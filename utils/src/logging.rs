//! Structured logging initialisation.
//!
//! Two output formats are supported:
//! - [`LogFormat::Human`]: readable lines for development.
//! - [`LogFormat::Json`]: newline-delimited JSON for log aggregation.
//!
//! `RUST_LOG` overrides the configured level when set.

use serde::{Deserialize, Serialize};
use tracing_subscriber::util::TryInitError;
use tracing_subscriber::{fmt, layer::SubscriberExt, util::SubscriberInitExt, EnvFilter};

/// Selects the output format for structured logs.
#[derive(Debug, Clone, Copy, PartialEq, Eq, Default, Serialize, Deserialize)]
#[serde(rename_all = "lowercase")]
pub enum LogFormat {
    #[default]
    Human,
    Json,
}

impl LogFormat {
    /// Unrecognized names fall back to [`LogFormat::Human`].
    pub fn parse(s: &str) -> Self {
        match s.to_ascii_lowercase().as_str() {
            "json" => LogFormat::Json,
            _ => LogFormat::Human,
        }
    }
}

/// Install the global tracing subscriber.
///
/// Fails if a global subscriber is already set.
pub fn init_logging(format: LogFormat, level: &str) -> Result<(), TryInitError> {
    let filter = EnvFilter::try_from_default_env().unwrap_or_else(|_| EnvFilter::new(level));

    match format {
        LogFormat::Human => tracing_subscriber::registry()
            .with(filter)
            .with(fmt::layer().with_target(true))
            .try_init(),
        LogFormat::Json => tracing_subscriber::registry()
            .with(filter)
            .with(fmt::layer().json().with_target(true).with_thread_ids(true))
            .try_init(),
    }
}
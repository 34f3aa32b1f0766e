//! Authentication gate for relay subscribers.
//!
//! A credential is an encoded `SignMessage`. It is accepted only when it
//! decodes, names an account present in the credential store, and carries a
//! valid signature over its challenge under that account's stored key. The
//! caller learns nothing beyond accept/reject.

use std::sync::Arc;

use tracing::debug;
use tracker_crypto::verify_signed_message;
use tracker_store::AuthStore;
use tracker_types::SignMessage;

pub struct AuthGate {
    store: Arc<dyn AuthStore + Send + Sync>,
}

impl AuthGate {
    pub fn new(store: Arc<dyn AuthStore + Send + Sync>) -> Self {
        Self { store }
    }

    pub fn verify(&self, credential: &[u8]) -> bool {
        let msg = match SignMessage::decode(credential) {
            Ok(msg) => msg,
            Err(e) => {
                debug!(error = %e, "rejecting undecodable credential");
                return false;
            }
        };
        let auth = match self.store.get_auth(&msg.account_name) {
            Ok(auth) => auth,
            Err(e) => {
                debug!(account = %msg.account_name, error = %e, "rejecting credential");
                return false;
            }
        };
        let ok = verify_signed_message(&msg, &auth.public_key);
        if !ok {
            debug!(account = %msg.account_name, "signature verification failed");
        }
        ok
    }
}

#[cfg(test)]
mod tests {
    use super::*;
    use std::collections::HashMap;
    use std::sync::Mutex;
    use tracker_crypto::{keypair_from_seed, sign_challenge};
    use tracker_store::StoreError;
    use tracker_types::Auth;

    #[derive(Default)]
    struct MapAuthStore(Mutex<HashMap<String, Auth>>);

    impl AuthStore for MapAuthStore {
        fn get_auth(&self, account: &str) -> Result<Auth, StoreError> {
            self.0
                .lock()
                .unwrap()
                .get(account)
                .cloned()
                .ok_or_else(|| StoreError::NotFound(account.to_string()))
        }
        fn put_auth(&self, auth: &Auth) -> Result<(), StoreError> {
            self.0
                .lock()
                .unwrap()
                .insert(auth.account.clone(), auth.clone());
            Ok(())
        }
        fn iter_auths(&self) -> Result<Vec<Auth>, StoreError> {
            Ok(self.0.lock().unwrap().values().cloned().collect())
        }
        fn update_public_key(&self, _: &str, _: &str) -> Result<(), StoreError> {
            unimplemented!()
        }
    }

    fn gate_with(account: &str, seed: u8) -> AuthGate {
        let store = MapAuthStore::default();
        store
            .put_auth(&Auth {
                account: account.into(),
                public_key: keypair_from_seed(&[seed; 32]).public.to_hex(),
            })
            .unwrap();
        AuthGate::new(Arc::new(store))
    }

    #[test]
    fn accepts_valid_credential() {
        let gate = gate_with("sn1", 1);
        let kp = keypair_from_seed(&[1; 32]);
        assert!(gate.verify(&sign_challenge("sn1", &kp.private).unwrap()));
    }

    #[test]
    fn rejects_wrong_key_unknown_account_and_garbage() {
        let gate = gate_with("sn1", 1);
        let wrong = keypair_from_seed(&[2; 32]);
        assert!(!gate.verify(&sign_challenge("sn1", &wrong.private).unwrap()));
        assert!(!gate.verify(&sign_challenge("sn2", &wrong.private).unwrap()));
        assert!(!gate.verify(b"garbage"));
    }
}
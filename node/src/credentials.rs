//! Credential Refresher.
//!
//! Keeps the relay's trusted account keys in line with the chain. Each
//! cycle walks every Auth record, resolves the account's current active
//! key, strips its network prefix and stores it when it changed. Accounts
//! that cannot be resolved, or whose chain key is not a hex Ed25519 key,
//! keep their stored key until the next cycle.

use std::sync::Arc;
use std::time::Duration;

use tokio::sync::broadcast;
use tracing::{info, warn, Instrument};
use tracker_crypto::{normalize_public_key, parse_public_key};
use tracker_network::ChainAccounts;
use tracker_store::AuthStore;

use crate::metrics::TrackerMetrics;
use crate::tracing_spans::auth_refresh_span;
use crate::TrackerError;

#[derive(Clone, Copy, Debug, Default, PartialEq, Eq)]
pub struct RefreshSummary {
    pub checked: usize,
    pub updated: usize,
    pub failed: usize,
}

pub struct CredentialRefresher<C: ChainAccounts> {
    chain: Arc<C>,
    auths: Arc<dyn AuthStore + Send + Sync>,
    metrics: Arc<TrackerMetrics>,
    interval: Duration,
}

impl<C: ChainAccounts> CredentialRefresher<C> {
    pub fn new(
        chain: Arc<C>,
        auths: Arc<dyn AuthStore + Send + Sync>,
        metrics: Arc<TrackerMetrics>,
        interval: Duration,
    ) -> Self {
        Self {
            chain,
            auths,
            metrics,
            interval,
        }
    }

    /// One pass over every stored account. Fails only when the account
    /// list itself cannot be read.
    pub async fn refresh_once(&self) -> Result<RefreshSummary, TrackerError> {
        let mut summary = RefreshSummary::default();
        for auth in self.auths.iter_auths()? {
            summary.checked += 1;
            let key = match self.chain.active_key(&auth.account).await {
                Ok(key) => key,
                Err(e) => {
                    warn!(account = %auth.account, error = %e, "resolving account key");
                    summary.failed += 1;
                    continue;
                }
            };
            let key = normalize_public_key(&key);
            if key == auth.public_key {
                continue;
            }
            if let Err(e) = parse_public_key(key) {
                warn!(account = %auth.account, error = %e, "chain key unusable, keeping stored key");
                summary.failed += 1;
                continue;
            }
            match self.auths.update_public_key(&auth.account, key) {
                Ok(()) => {
                    self.metrics.auth_updates.inc();
                    info!(account = %auth.account, "account key updated");
                    summary.updated += 1;
                }
                Err(e) => {
                    warn!(account = %auth.account, error = %e, "storing account key");
                    summary.failed += 1;
                }
            }
        }
        Ok(summary)
    }

    /// Refresh every `interval` until shutdown. The first refresh happens
    /// one interval after the call; startup runs [`refresh_once`] itself.
    ///
    /// [`refresh_once`]: Self::refresh_once
    pub async fn run(self: Arc<Self>, mut shutdown: broadcast::Receiver<()>) {
        loop {
            tokio::select! {
                biased;
                _ = shutdown.recv() => break,
                _ = tokio::time::sleep(self.interval) => {}
            }
            let refreshed = tokio::select! {
                biased;
                _ = shutdown.recv() => break,
                res = self.refresh_once().instrument(auth_refresh_span()) => res,
            };
            if let Err(e) = refreshed {
                warn!(error = %e, "credential refresh failed");
            }
        }
    }
}
//! Registry storage trait.

use crate::query::{sort_documents, NodeQuery, SortOrder};
use crate::StoreError;
use tracker_types::{Node, NodeId, NodePatch, StableStatPatch};

/// Trait for registry storage operations.
pub trait NodeStore {
    /// Insert a new record. Fails with [`StoreError::Duplicate`] if the id
    /// already exists, leaving the stored record untouched.
    fn insert_node(&self, node: &Node) -> Result<(), StoreError>;

    fn get_node(&self, id: NodeId) -> Result<Node, StoreError>;

    /// Apply `patch` atomically and return the record as stored afterwards.
    fn update_node(&self, id: NodeId, patch: &NodePatch) -> Result<Node, StoreError>;

    fn set_reg_time(&self, id: NodeId, reg_time: i64) -> Result<(), StoreError>;

    /// Returns `false` when the record has no statistics to patch.
    fn apply_stable_stat(&self, id: NodeId, patch: &StableStatPatch) -> Result<bool, StoreError>;

    /// Returns `false` when there was nothing to delete.
    fn delete_node(&self, id: NodeId) -> Result<bool, StoreError>;

    /// All records in ascending id order.
    fn iter_nodes(&self) -> Result<Vec<Node>, StoreError>;

    fn node_count(&self) -> Result<u64, StoreError>;

    /// Records matching `query`, optionally sorted by a field path, at most
    /// `limit` of them (0 means no limit).
    fn filter_nodes(
        &self,
        query: &NodeQuery,
        sort: Option<&str>,
        order: SortOrder,
        limit: usize,
    ) -> Result<Vec<Node>, StoreError> {
        let mut matched = Vec::new();
        for node in self.iter_nodes()? {
            let doc =
                serde_json::to_value(&node).map_err(|e| StoreError::Serialization(e.to_string()))?;
            if query.matches(&doc) {
                matched.push((doc, node));
            }
        }
        if let Some(field) = sort {
            sort_documents(&mut matched, field, order);
        }
        if limit > 0 {
            matched.truncate(limit);
        }
        Ok(matched.into_iter().map(|(_, node)| node).collect())
    }
}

* **What to do**: Could you retype exactly the lines above, starting at the line that contains "use std::sync::Mutex;" and ending at the line that contains "impl AuthStore for", and nothing more?

* **Written reply**:
    use std::sync::Mutex;
    use tracker_crypto::{keypair_from_seed, sign_challenge};
    use tracker_store::StoreError;
    use tracker_types::Auth;

    #[derive(Default)]
    struct MapAuthStore(Mutex<HashMap<String, Auth>>);

    impl AuthStore for MapAuthStore {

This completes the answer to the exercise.